Following are the important points to keep in mind while validating the data:
Sorting — The manner in which the columns of table/view are sorted plays a very important role in data validation. If the sorting order is wrong, the results will not be accurate. The results will show data mismatches resulting from an incorrect sorting order.
Validation exceptions — While any migration or conversion of database, the migrated/converted database may be slightly different from the original ones. This may be due to few enhancements. So from a table’s point of view, there may be few data which is new or deleted in the new table. Therefore it is very important to consider all these exceptions before doing the data validation. This helps to analyze data mismatches better in the later stages.
Base table validation — Data mismatches due to the Base Tables not being in sync is very common. Base tables are the main tables which are used in almost all jobs. If these tables are not in sync, then it is likely that there are mismatches in all of the tables. Therefore, it is very important to have these base tables in sync.
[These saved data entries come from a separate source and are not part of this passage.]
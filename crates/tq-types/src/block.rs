use std::fmt;

use serde::{Deserialize, Serialize};

use crate::error::TypeError;
use crate::event::EventType;
use crate::payload::EventPayload;

/// `prev_hash` of the genesis block: 64 hex zeros.
pub const GENESIS_PREV_HASH: &str =
    "0000000000000000000000000000000000000000000000000000000000000000";

/// Schema version stamped into every payload the ledger writes.
pub const PAYLOAD_VERSION: u32 = 1;

/// One committed record of the ledger.
///
/// Blocks are immutable once committed. `payload_json` holds the exact
/// canonical bytes that were hashed; it is never re-encoded on read.
#[derive(Clone, Debug, PartialEq, Eq, Serialize, Deserialize)]
pub struct Block {
    /// Position in the chain, starting at 0 for genesis.
    pub height: u64,
    /// Seconds since the UNIX epoch, assigned at append time.
    #[serde(rename = "ts")]
    pub timestamp: i64,
    /// Hash of the block at `height - 1`, or [`GENESIS_PREV_HASH`].
    pub prev_hash: String,
    /// Lowercase hex SHA-256 over this block's fields.
    pub hash: String,
    /// Schema tag of the payload.
    pub event_type: String,
    /// Canonical JSON encoding of the payload.
    pub payload_json: String,
}

impl Block {
    pub fn is_genesis(&self) -> bool {
        self.height == 0
    }

    /// The receipt describing this block.
    pub fn receipt(&self) -> Receipt {
        Receipt {
            height: self.height,
            timestamp: self.timestamp,
            prev_hash: self.prev_hash.clone(),
            hash: self.hash.clone(),
            event_type: self.event_type.clone(),
        }
    }

    /// Parse the stored event tag.
    pub fn kind(&self) -> Result<EventType, TypeError> {
        EventType::parse(&self.event_type)
    }

    /// Decode the payload as an untyped JSON value.
    pub fn payload_value(&self) -> Result<serde_json::Value, TypeError> {
        serde_json::from_str(&self.payload_json).map_err(|e| TypeError::PayloadMismatch {
            event_type: self.event_type.clone(),
            reason: e.to_string(),
        })
    }

    /// Decode the payload into its typed variant.
    ///
    /// Fails if the payload does not parse, or if its embedded `event_type`
    /// disagrees with the block's own tag.
    pub fn decode(&self) -> Result<EventPayload, TypeError> {
        let payload: EventPayload =
            serde_json::from_str(&self.payload_json).map_err(|e| TypeError::PayloadMismatch {
                event_type: self.event_type.clone(),
                reason: e.to_string(),
            })?;

        if payload.event_type().as_str() != self.event_type {
            return Err(TypeError::PayloadMismatch {
                event_type: self.event_type.clone(),
                reason: format!("payload is tagged {}", payload.event_type()),
            });
        }
        Ok(payload)
    }

    /// First 12 hex characters of the block hash.
    pub fn short_hash(&self) -> &str {
        short(&self.hash)
    }
}

/// Result of a successful append.
#[derive(Clone, Debug, PartialEq, Eq, Serialize, Deserialize)]
pub struct Receipt {
    pub height: u64,
    #[serde(rename = "ts")]
    pub timestamp: i64,
    pub prev_hash: String,
    pub hash: String,
    pub event_type: String,
}

impl fmt::Display for Receipt {
    fn fmt(&self, f: &mut fmt::Formatter<'_>) -> fmt::Result {
        write!(f, "#{} {} [{}]", self.height, self.event_type, short(&self.hash))
    }
}

/// Up to 12 characters, cut on a char boundary so damaged hashes still print.
fn short(hash: &str) -> &str {
    match hash.char_indices().nth(12) {
        Some((end, _)) => &hash[..end],
        None => hash,
    }
}

/// Returns `true` if `s` is a 64-character lowercase hex digest.
pub fn is_hex_digest(s: &str) -> bool {
    s.len() == 64 && s.bytes().all(|b| matches!(b, b'0'..=b'9' | b'a'..=b'f'))
}
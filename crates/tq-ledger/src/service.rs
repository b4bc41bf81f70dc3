use serde::{Deserialize, Serialize};
use serde_json::{Map, Value};
use tracing::{debug, error, info, warn};
use tq_crypto::{BlockHasher, CanonicalEncoder, HashChainVerifier};
use tq_store::{ChainStore, Tip};
use tq_types::{
    Activity, ActivityScore, ActivitySubmission, Block, Campaign, CompletionRecord, EventPayload,
    EventType, GenesisRecord, Receipt, ValidationError, GENESIS_PREV_HASH, PAYLOAD_VERSION,
};

use crate::activity::NewActivity;
use crate::config::LedgerConfig;
use crate::error::LedgerError;

/// Outcome of a full-chain tamper check.
///
/// Integrity failures are data, not errors: `valid` is `false` and `error`
/// describes the first violation found.
#[derive(Clone, Debug, PartialEq, Eq, Serialize, Deserialize)]
pub struct ChainVerification {
    pub valid: bool,
    pub error: Option<String>,
}

impl ChainVerification {
    fn ok() -> Self {
        Self {
            valid: true,
            error: None,
        }
    }

    fn failed(reason: impl Into<String>) -> Self {
        Self {
            valid: false,
            error: Some(reason.into()),
        }
    }
}

/// The single write path into the ledger.
///
/// Owns a store handle and turns typed events into hash-linked blocks. Safe
/// to share across threads; concurrent appends are serialized by the store's
/// compare-and-append and retried here.
pub struct LedgerService<S: ChainStore> {
    store: S,
    config: LedgerConfig,
}
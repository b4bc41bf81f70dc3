//! HTTP API for the TerraQuest ledger.
//!
//! Thin axum layer over [`LedgerService`](tq_ledger::LedgerService): every
//! handler runs its ledger call on tokio's blocking pool, and CORS is open
//! so a browser frontend can call it directly.

pub mod config;
pub mod error;
pub mod handler;
pub mod router;
pub mod server;

pub use config::ServerConfig;
pub use error::{ApiError, ServerError, ServerResult};
pub use router::{build_router, AppState, Ledger};
pub use server::TerraQuestServer;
Read table validation — As well as write tables, read tables also play a very important role. If the table from which the job is reading data is out of sync, then the write table data will be affected. It is important that the read tables are validated at least once because of this.
Reduced time for validation — In case of very huge tables, the trigger tables can be validated instead of physical tables since the trigger table contains only the affected records. The other way is that, a view can be created which shall contain only the affected records (by getting the primary key say acct_no from the trigger table). Validate the view to avoid the time and sorting issue.
A. Precision issues
Challenge: Whenever there is a data calculation involved, different databases behave differently in terms of precision. For example- Oracle calculates 1/1.5 as 0.666666667 whereas Sybase will calculate 1/1.5 as .66667. Such differences later result in inconsistent final values. In other words, you will be dealing with mismatches. Such scenarios should be taken into consideration while testing.
Solution: To overcome the challenge of precision, there might be some threshold values for each column given by the client. These threshold values help to decide if the column has passed or failed the data validation.
For example: if the acceptable precision mismatch (threshold value) for column “amount” is e-06, then the mismatches beyond this will pass the data validation.
The above mentioned thresh-hold value can be calculated using the following formula — ((Sybase Value — Oracle Value)/Sybase Value)
This represents a one in a million scenario. Hence anything beyond this is in acceptable mismatch range.
Sometimes, when there is a data mismatch which seem like precision issue, then such data along with few data points like
· Column to which the data belongs.
· Account (primary key) in which the mismatch is seen.
· Technical reason for the mismatch which may be due to more accurate calculation etc.
should be incorporated in a slide and should be presented to client. These kinds of issues shall be documented for future reference.